There are two ways to increase speed of queries against tree data types. The first (and likely easiest) is using a Stored Procedure and the execute sql functionality of EF to load the tree. The SProc will cache and the result set execution speed will be increased. My recommendation for the query in the sproc would be a recursive CTE.

http://msdn.microsoft.com/en-us/library/ms186243(v=sql.105).aspx

with <CTEName> as
(
     SELECT
         <Root Query>
     FROM <TABLE>

     UNION ALL

     SELECT
         <Child Query>
     FROM <TABLE>
     INNER JOIN <CTEName>
         ON <CTEJoinCondition>
     WHERE 
          <TERMINATION CONDITION>

)

Edit

Execute your sproc or CTE inline with:

DbContext ctx = new SampleContext();
ctx.Database.SqlQuery<YourEntityType>(@"SQL OR SPROC COMMAND HERE", new[] { "Param1", "Param2", "Etc" });

Flatten Your Tree Structure

The second approach is to build a flat representation of your tree. You can flatten a tree into a flat structure for quick querying and then use a linkage between the flat structure and the actual tree node to cut out the self referencing entity. You can build the flat structure using the above recursive CTE query.

This is just one approach but there are many papers on the subject:

http://www.governor.co.uk/news-plus-views/2010/5/17/depth-first-tree-flattening-with-the-yield-keyword-in-c-sharp/

EDIT: Adding additional clarification Just a note, the Recursive CTE cache's the symbols for the query before iterating over the structure. This is the fastest and simplest way to write a query to solve your problem. However, this HAS to be a SQL query. You can use execute sql directly or you can execute a SProc. Sprocs cache the execution graph after being ran so they perform better than native queries that have to build an execution plan prior to running. This is entirely up to you.

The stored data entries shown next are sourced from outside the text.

//! System conditions and broadcast priorities.

use serde::{Deserialize, Serialize};
use std::fmt;

/// Closed set of operationally meaningful system conditions.
///
/// Wire names map case-insensitively onto the variant names, so
/// `"maintenance_started"` and `"MAINTENANCE_STARTED"` both resolve to
/// [`SystemEventKind::MaintenanceStarted`].
#[derive(Debug, Clone, Copy, PartialEq, Eq, Hash, Serialize, Deserialize)]
#[serde(rename_all = "SCREAMING_SNAKE_CASE")]
pub enum SystemEventKind {
    /// The server asks clients to restart.
    RestartRequested,
    /// The server asks clients to shut down.
    ShutdownRequested,
    /// A client update is available.
    UpdateAvailable,
    /// A client update has started.
    UpdateStarted,
    /// A client update has finished.
    UpdateCompleted,
    /// Maintenance has been scheduled.
    MaintenanceScheduled,
    /// Maintenance has started.
    MaintenanceStarted,
    /// Maintenance has ended.
    MaintenanceEnded,
    /// Network trouble reported by the server.
    NetworkError,
    /// The server is reconnecting an upstream.
    Reconnecting,
    /// An upstream connection was restored.
    ConnectionRestored,
    /// Data synchronisation started.
    SyncStarted,
    /// Data synchronisation finished.
    SyncCompleted,
    /// Data synchronisation failed.
    SyncFailed,
    /// Stored data is corrupted.
    DataCorrupted,
    /// A backup started.
    BackupStarted,
    /// A backup finished.
    BackupCompleted,
    /// The user's session expired.
    SessionExpired,
    /// An unauthorized access was detected.
    UnauthorizedAccess,
    /// The user must log in again.
    LoginRequired,
    /// The user's password expires soon.
    PasswordExpiring,
    /// A resource was locked.
    ResourceLocked,
    /// A resource was unlocked.
    ResourceUnlocked,
    /// Conflicting edits on a resource.
    ResourceConflict,
    /// The server is low on memory.
    LowMemory,
    /// The server is under high CPU load.
    HighCpuUsage,
    /// The server is low on disk space.
    DiskSpaceLow,
}

impl SystemEventKind {
    /// Every kind, in declaration order.
    pub const ALL: [Self; 27] = [
        Self::RestartRequested,
        Self::ShutdownRequested,
        Self::UpdateAvailable,
        Self::UpdateStarted,
        Self::UpdateCompleted,
        Self::MaintenanceScheduled,
        Self::MaintenanceStarted,
        Self::MaintenanceEnded,
        Self::NetworkError,
        Self::Reconnecting,
        Self::ConnectionRestored,
        Self::SyncStarted,
        Self::SyncCompleted,
        Self::SyncFailed,
        Self::DataCorrupted,
        Self::BackupStarted,
        Self::BackupCompleted,
        Self::SessionExpired,
        Self::UnauthorizedAccess,
        Self::LoginRequired,
        Self::PasswordExpiring,
        Self::ResourceLocked,
        Self::ResourceUnlocked,
        Self::ResourceConflict,
        Self::LowMemory,
        Self::HighCpuUsage,
        Self::DiskSpaceLow,
    ];

    /// Returns the canonical wire name.
    #[must_use]
    pub const fn as_str(&self) -> &'static str {
        match self {
            Self::RestartRequested => "RESTART_REQUESTED",
            Self::ShutdownRequested => "SHUTDOWN_REQUESTED",
            Self::UpdateAvailable => "UPDATE_AVAILABLE",
            Self::UpdateStarted => "UPDATE_STARTED",
            Self::UpdateCompleted => "UPDATE_COMPLETED",
            Self::MaintenanceScheduled => "MAINTENANCE_SCHEDULED",
            Self::MaintenanceStarted => "MAINTENANCE_STARTED",
            Self::MaintenanceEnded => "MAINTENANCE_ENDED",
            Self::NetworkError => "NETWORK_ERROR",
            Self::Reconnecting => "RECONNECTING",
            Self::ConnectionRestored => "CONNECTION_RESTORED",
            Self::SyncStarted => "SYNC_STARTED",
            Self::SyncCompleted => "SYNC_COMPLETED",
            Self::SyncFailed => "SYNC_FAILED",
            Self::DataCorrupted => "DATA_CORRUPTED",
            Self::BackupStarted => "BACKUP_STARTED",
            Self::BackupCompleted => "BACKUP_COMPLETED",
            Self::SessionExpired => "SESSION_EXPIRED",
            Self::UnauthorizedAccess => "UNAUTHORIZED_ACCESS",
            Self::LoginRequired => "LOGIN_REQUIRED",
            Self::PasswordExpiring => "PASSWORD_EXPIRING",
            Self::ResourceLocked => "RESOURCE_LOCKED",
            Self::ResourceUnlocked => "RESOURCE_UNLOCKED",
            Self::ResourceConflict => "RESOURCE_CONFLICT",
            Self::LowMemory => "LOW_MEMORY",
            Self::HighCpuUsage => "HIGH_CPU_USAGE",
            Self::DiskSpaceLow => "DISK_SPACE_LOW",
        }
    }

    /// Resolves a wire string by case-insensitive exact match.
    ///
    /// Returns `None` for unknown names; callers log and drop those.
    ///
    /// ```
    /// use resolvinator_core::events::SystemEventKind;
    ///
    /// assert_eq!(
    ///     SystemEventKind::from_wire("disk_space_low"),
    ///     Some(SystemEventKind::DiskSpaceLow)
    /// );
    /// assert_eq!(SystemEventKind::from_wire("disk space low"), None);
    /// ```
    #[must_use]
    pub fn from_wire(name: &str) -> Option<Self> {
        Self::ALL
            .into_iter()
            .find(|kind| kind.as_str().eq_ignore_ascii_case(name))
    }
}

impl fmt::Display for SystemEventKind {
    fn fmt(&self, f: &mut fmt::Formatter<'_>) -> fmt::Result {
        f.write_str(self.as_str())
    }
}

/// Priority of a news broadcast.
#[derive(Debug, Clone, Copy, PartialEq, Eq, PartialOrd, Ord, Hash, Default, Serialize, Deserialize)]
#[serde(rename_all = "SCREAMING_SNAKE_CASE")]
pub enum EventPriority {
    /// Background information.
    Low,
    /// Regular broadcast.
    #[default]
    Normal,
    /// Needs the user's attention.
    High,
    /// Needs immediate attention.
    Critical,
}

impl EventPriority {
    /// Returns the canonical wire name.
    #[must_use]
    pub const fn as_str(&self) -> &'static str {
        match self {
            Self::Low => "LOW",
            Self::Normal => "NORMAL",
            Self::High => "HIGH",
            Self::Critical => "CRITICAL",
        }
    }

    /// Resolves a wire string by case-insensitive exact match.
    #[must_use]
    pub fn from_wire(name: &str) -> Option<Self> {
        [Self::Low, Self::Normal, Self::High, Self::Critical]
            .into_iter()
            .find(|priority| priority.as_str().eq_ignore_ascii_case(name))
    }
}

impl fmt::Display for EventPriority {
    fn fmt(&self, f: &mut fmt::Formatter<'_>) -> fmt::Result {
        f.write_str(self.as_str())
    }
}

#[cfg(test)]
mod tests {
    use super::*;

    #[test]
    fn test_from_wire_is_case_insensitive() {
        assert_eq!(
            SystemEventKind::from_wire("MAINTENANCE_STARTED"),
            Some(SystemEventKind::MaintenanceStarted)
        );
        assert_eq!(
            SystemEventKind::from_wire("Session_Expired"),
            Some(SystemEventKind::SessionExpired)
        );
    }

    #[test]
    fn test_from_wire_requires_exact_name() {
        assert_eq!(SystemEventKind::from_wire("maintenance"), None);
        assert_eq!(SystemEventKind::from_wire(""), None);
        assert_eq!(SystemEventKind::from_wire("restart-requested"), None);
    }

    #[test]
    fn test_every_kind_resolves_from_its_name() {
        for kind in SystemEventKind::ALL {
            assert_eq!(SystemEventKind::from_wire(kind.as_str()), Some(kind));
            assert_eq!(
                SystemEventKind::from_wire(&kind.as_str().to_lowercase()),
                Some(kind)
            );
        }
    }

    #[test]
    fn test_serde_uses_wire_names() {
        let json = serde_json::to_string(&SystemEventKind::DiskSpaceLow).unwrap();
        assert_eq!(json, "\"DISK_SPACE_LOW\"");
    }

    #[test]
    fn test_priority_from_wire() {
        assert_eq!(EventPriority::from_wire("high"), Some(EventPriority::High));
        assert_eq!(EventPriority::from_wire("NORMAL"), Some(EventPriority::Normal));
        assert_eq!(EventPriority::from_wire("urgent"), None);
        assert!(EventPriority::Critical > EventPriority::Low);
    }
}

The issue with a flat representation of your tree is you have to routinely rebuild or constantly upkeep the flat structure. Depending on your query path would determine what flattening algorithm you should use, but the end result remains the same. The flat structure is the only way to "accomplish" what you want to do inside EF without having to cheat and execute raw SQL through the DBConnection.